Friday, March 8, 2013

Acceptance

It's been more than five years since my husband died, and little by little I've let myself become absorbed back into the flow of life. I've embraced hope for a new life with a good man. I've taken up ballroom dancing. I've regained a zest for teaching. I've begun writing again and was awarded a semester-long sabbatical by my college. which I'm presently enjoying.

I thought I'd written all there was to write about widowhood--my widowhood, anyway. But I was wrong. A friend asked me the other day if I was still grieving. I had to stop and think about what grief really is. Kubler-Ross' stages come in handy as a shorthand. The end of the process she defined is acceptance. I've accepted (as much as one can) the disappearance from my life of the man I would always in some ways think of as my life partner. I am no longer surprised or angered by his absence from my life. But I carry a sadness that wasn't in me before his death. I expect I always will.

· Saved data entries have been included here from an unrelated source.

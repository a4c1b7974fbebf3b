//! Session endpoints for cookie and bearer auth.

use axum::{
    extract::Extension,
    http::{header::SET_COOKIE, HeaderMap, StatusCode},
    response::IntoResponse,
    Json,
};
use std::sync::Arc;
use tracing::error;

use crate::auth::{
    session::{clear_cookie, SESSION_COOKIE_NAME},
    AuthState, SessionClaims,
};

#[utoipa::path(
    get,
    path = "/session",
    responses(
        (status = 200, description = "Session is active", body = SessionClaims),
        (status = 204, description = "No active session")
    ),
    tag = "auth"
)]
pub async fn session(
    headers: HeaderMap,
    auth_state: Extension<Arc<AuthState>>,
) -> impl IntoResponse {
    // Missing, forged and expired tokens all read as "no session".
    match auth_state.sessions().from_headers(&headers) {
        Some(claims) => (StatusCode::OK, Json(claims)).into_response(),
        None => StatusCode::NO_CONTENT.into_response(),
    }
}

#[utoipa::path(
    post,
    path = "/logout",
    responses(
        (status = 204, description = "Session cookie cleared")
    ),
    tag = "auth"
)]
pub async fn logout(auth_state: Extension<Arc<AuthState>>) -> impl IntoResponse {
    // Sessions are stateless, so logging out only drops the cookie.
    let mut headers = HeaderMap::new();
    match clear_cookie(SESSION_COOKIE_NAME, auth_state.config().cookie_secure()) {
        Ok(cookie) => {
            headers.insert(SET_COOKIE, cookie);
        }
        Err(err) => error!("Failed to build logout cookie: {err}"),
    }
    (StatusCode::NO_CONTENT, headers).into_response()
}
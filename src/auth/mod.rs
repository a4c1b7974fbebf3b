//! Authentication core: bot check, one-time tokens, credential checks, sessions
//! and the route gate.
//!
//! Handlers in [`crate::api`] are thin: they parse the request, run the presence checks
//! in the order the UI expects, and call into this module. Every state-changing flow
//! passes [`captcha::require_human`] before it touches the store.
//!
//! ## Reset cooldown
//!
//! A verified user can request one reset email per cooldown window (24h by default).
//! The window starts when the email is sent, not when the token is used.

pub mod captcha;
pub mod credentials;
pub mod error;
pub mod gate;
pub mod oauth;
pub mod password;
pub mod session;
pub mod state;
pub mod tokens;
mod utils;

pub use captcha::{BotCheck, BotCheckOutcome, TurnstileVerifier};
pub use credentials::{authorize, FederatedIdentity, Identity, Login};
pub use error::AuthError;
pub use oauth::{GoogleEndpoints, GoogleProvider};
pub use session::{SessionClaims, SessionIssuer};
pub use state::{AuthConfig, AuthState};
pub use tokens::{ResetRequest, TokenManager, VerifyOutcome};

pub(crate) use utils::{generate_token, non_blank, normalize_identifier, valid_email, valid_username};
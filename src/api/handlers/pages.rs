//! Placeholder pages behind the route gate.
//!
//! The gate middleware has already decided access and attached the claims; these
//! handlers only echo the session back so the areas are reachable.

use axum::{
    extract::Extension,
    http::{StatusCode, Uri},
    response::IntoResponse,
    Json,
};
use serde_json::json;

use crate::auth::SessionClaims;

pub async fn dashboard(uri: Uri, claims: Option<Extension<SessionClaims>>) -> impl IntoResponse {
    area("dashboard", &uri, claims)
}

pub async fn admin(uri: Uri, claims: Option<Extension<SessionClaims>>) -> impl IntoResponse {
    area("admin", &uri, claims)
}

fn area(
    name: &str,
    uri: &Uri,
    claims: Option<Extension<SessionClaims>>,
) -> axum::response::Response {
    match claims {
        Some(Extension(claims)) => (
            StatusCode::OK,
            Json(json!({
                "area": name,
                "path": uri.path(),
                "user": claims,
            })),
        )
            .into_response(),
        // Only reachable if the router is mounted without the gate.
        None => StatusCode::UNAUTHORIZED.into_response(),
    }
}
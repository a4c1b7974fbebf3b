use crate::auth::{gate::gate, AuthState};
use anyhow::{anyhow, Context, Result};
use axum::{
    body::Body,
    extract::MatchedPath,
    http::{
        header::{AUTHORIZATION, CONTENT_TYPE},
        HeaderName, HeaderValue, Method, Request,
    },
    middleware,
    routing::{get, options},
    Extension, Router,
};
use std::sync::Arc;
use tokio::net::TcpListener;
use tower::ServiceBuilder;
use tower_http::{
    cors::{AllowOrigin, CorsLayer},
    request_id::PropagateRequestIdLayer,
    set_header::SetRequestHeaderLayer,
    trace::TraceLayer,
};
use tracing::{info, info_span, Span};
use ulid::Ulid;
use url::Url;
use utoipa_axum::router::OpenApiRouter;

pub mod handlers;
mod openapi;

pub use openapi::openapi;

use handlers::{health, oauth, pages, root};

/// Build the API router with all documented routes registered.
#[must_use]
pub fn router() -> OpenApiRouter {
    openapi::api_router()
}

/// Assemble the full application: documented routes, OAuth and gated pages, the route
/// gate, and the request-id/trace/CORS stack.
///
/// # Errors
/// Returns an error if the configured base URL cannot be turned into a CORS origin.
pub fn app(auth_state: Arc<AuthState>) -> Result<Router> {
    let frontend_origin = frontend_origin(auth_state.config().base_url())?;
    let cors = CorsLayer::new()
        .allow_headers([CONTENT_TYPE, AUTHORIZATION])
        .allow_methods([Method::GET, Method::POST])
        .allow_origin(AllowOrigin::exact(frontend_origin))
        .allow_credentials(true);

    let (router, _openapi) = router().split_for_parts();
    let app = router
        .route("/", get(root::root))
        .route("/health", options(health::health))
        .route("/auth/signin/google", get(oauth::google_signin))
        .route("/auth/callback/google", get(oauth::google_callback))
        .route("/dashboard", get(pages::dashboard))
        .route("/dashboard/{*rest}", get(pages::dashboard))
        .route("/admin", get(pages::admin))
        .route("/admin/{*rest}", get(pages::admin))
        .layer(middleware::from_fn_with_state(auth_state.clone(), gate))
        .layer(
            ServiceBuilder::new()
                .layer(SetRequestHeaderLayer::if_not_present(
                    HeaderName::from_static("x-request-id"),
                    |_req: &_| HeaderValue::from_str(Ulid::new().to_string().as_str()).ok(),
                ))
                .layer(PropagateRequestIdLayer::new(HeaderName::from_static(
                    "x-request-id",
                )))
                .layer(TraceLayer::new_for_http().make_span_with(make_span))
                .layer(cors)
                .layer(Extension(auth_state)),
        );

    Ok(app)
}

/// Start the server
/// # Errors
/// Return error if failed to start the server
pub async fn new(port: u16, auth_state: Arc<AuthState>) -> Result<()> {
    // Fail fast on a bad DSN instead of on the first request.
    auth_state
        .store()
        .ping()
        .await
        .context("Failed to connect to database")?;

    if auth_state.google().is_some() {
        info!("Google sign-in enabled");
    }

    let app = app(auth_state)?;

    let listener = TcpListener::bind(format!("::0:{port}")).await?;

    info!("Listening on [::]:{}", port);

    axum::serve(listener, app.into_make_service())
        .with_graceful_shutdown(shutdown_signal())
        .await?;

    Ok(())
}

async fn shutdown_signal() {
    if let Err(err) = tokio::signal::ctrl_c().await {
        tracing::error!("Failed to listen for shutdown signal: {err}");
        return;
    }
    info!("Gracefully shutdown");
}

fn make_span(request: &Request<Body>) -> Span {
    let request_id = request
        .headers()
        .get("x-request-id")
        .and_then(|val| val.to_str().ok())
        .unwrap_or("none");
    let matched_path = request
        .extensions()
        .get::<MatchedPath>()
        .map_or_else(|| request.uri().path(), MatchedPath::as_str);

    info_span!(
        "http.request",
        http.method = %request.method(),
        http.route = matched_path,
        request_id
    )
}

fn frontend_origin(base_url: &str) -> Result<HeaderValue> {
    let parsed =
        Url::parse(base_url).with_context(|| format!("Invalid base URL: {base_url}"))?;
    let host = parsed
        .host_str()
        .ok_or_else(|| anyhow!("Base URL must include a valid host: {base_url}"))?;
    let port = parsed
        .port()
        .map_or_else(String::new, |port| format!(":{port}"));
    let origin = format!("{}://{}{}", parsed.scheme(), host, port);
    HeaderValue::from_str(&origin).context("Failed to build frontend origin header")
}
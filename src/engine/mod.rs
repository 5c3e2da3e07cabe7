mod activity_log_api;
mod application_api;
mod club_api;
mod dashboard_api;
mod directory;
mod helpers;
mod member_api;
mod reconciler;

pub use directory::{ClubDirectory, UNKNOWN_CLUB};
pub use reconciler::reconcile;

use oso::Oso;
use tokio::sync::Mutex;

use crate::{
    api::API,
    auth::{authorizor, Console, User},
    error::{self, Error},
    store::RecordStore,
};

pub struct Engine {
    store: RecordStore,
    authorizor: Oso,
    // held for the whole read-modify-write of every mutation
    write_lock: Mutex<()>,
}

impl Engine {
    #[tracing::instrument(name = "Engine::new", skip_all)]
    pub fn new(store: RecordStore) -> Result<Self, Error> {
        Ok(Self {
            store,
            authorizor: authorizor::new()?,
            write_lock: Mutex::new(()),
        })
    }
}

impl Engine {
    pub fn authorize(&self, user: &User, action: &str) -> Result<(), Error> {
        if self
            .authorizor
            .is_allowed(user.clone(), action.to_string(), Console::default())?
        {
            return Ok(());
        }

        tracing::warn!(user = %user.id, action, "action not permitted");

        Err(error::unauthorized_error())
    }
}

impl API for Engine {}

/// Engine over an in-memory store seeded with raw collection payloads.
#[cfg(test)]
pub(crate) fn test_engine<const N: usize>(entries: [(&str, &str); N]) -> Engine {
    use crate::store::MemoryStore;

    Engine::new(RecordStore::new(MemoryStore::from_entries(entries))).unwrap()
}

#[test]
fn new_engine() {
    let engine = test_engine([]);

    assert!(engine.authorize(&User::admin("admin-1"), "manage_members").is_ok());
    assert!(engine
        .authorize(&User::viewer("viewer-1"), "manage_members")
        .unwrap_err()
        .code
        == 102);
}
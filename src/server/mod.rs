mod handlers;
mod identity;

use std::net::SocketAddr;
use std::sync::Arc;

use axum::{
    extract::Extension,
    routing::{get, patch},
    Router,
};

use crate::api::API;
use crate::error::{self, Error};
use crate::server::handlers::{activity_logs, applications, clubs, dashboard, members};

pub use identity::identify;

pub(crate) type DynAPI = Arc<dyn API + Send + Sync>;

pub fn router<T: API + Sync + Send + 'static>(api: T) -> Router {
    let api = Arc::new(api) as DynAPI;

    Router::new()
        .route("/clubs", get(clubs::list).post(clubs::create))
        .route(
            "/clubs/:id",
            get(clubs::find).put(clubs::update).delete(clubs::delete),
        )
        .route(
            "/applications",
            get(applications::list).post(applications::submit),
        )
        .route(
            "/applications/:id",
            get(applications::find).put(applications::update),
        )
        .route("/applications/:id/approve", patch(applications::approve))
        .route("/applications/:id/reject", patch(applications::reject))
        .route("/applications/:id/history", get(activity_logs::history))
        .route(
            "/members",
            get(members::list)
                .patch(members::move_to_club)
                .delete(members::delete_many),
        )
        .route("/members/:id", get(members::find).delete(members::delete))
        .route("/activity_logs", get(activity_logs::list))
        .route("/dashboard/stats", get(dashboard::stats))
        .route("/dashboard/export", get(dashboard::export))
        .layer(Extension(api))
}

pub async fn serve<T: API + Sync + Send + 'static>(api: T, addr: SocketAddr) -> Result<(), Error> {
    let app = router(api);

    tracing::info!("listening on {}", addr);

    axum::Server::bind(&addr)
        .serve(app.into_make_service())
        .await
        .map_err(|err| {
            tracing::error!(%err, "server stopped");
            error::unexpected_error()
        })
}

I don't really believe in grief as a process with an end. But I think I may have completed some sort of cycle. I've come to feel happiness under the shadow of my knowledge. I've even come to be curious about the complexities and contradictions within my bereavement. Higher knowledge and lower emotions meet within me. I've succumbed to petty thoughts and compromises that I would not have expected five years ago when I was focused on the knife edge between life and death.

In her memoir, The Holocaust Kid, Sonia Pilcher asks her mother, a Holocaust survivor, how she can concern herself with little bargains at the local discount store. How could she descend to such non-essential issues with what she knew about humanity and its inhuman ways. "Life makes you live," her mother shrugs. I've always loved that response, so simple and so true.

I've used it as an inspiration when I've wanted to fight against the flow of life. How else will I find out what comes next?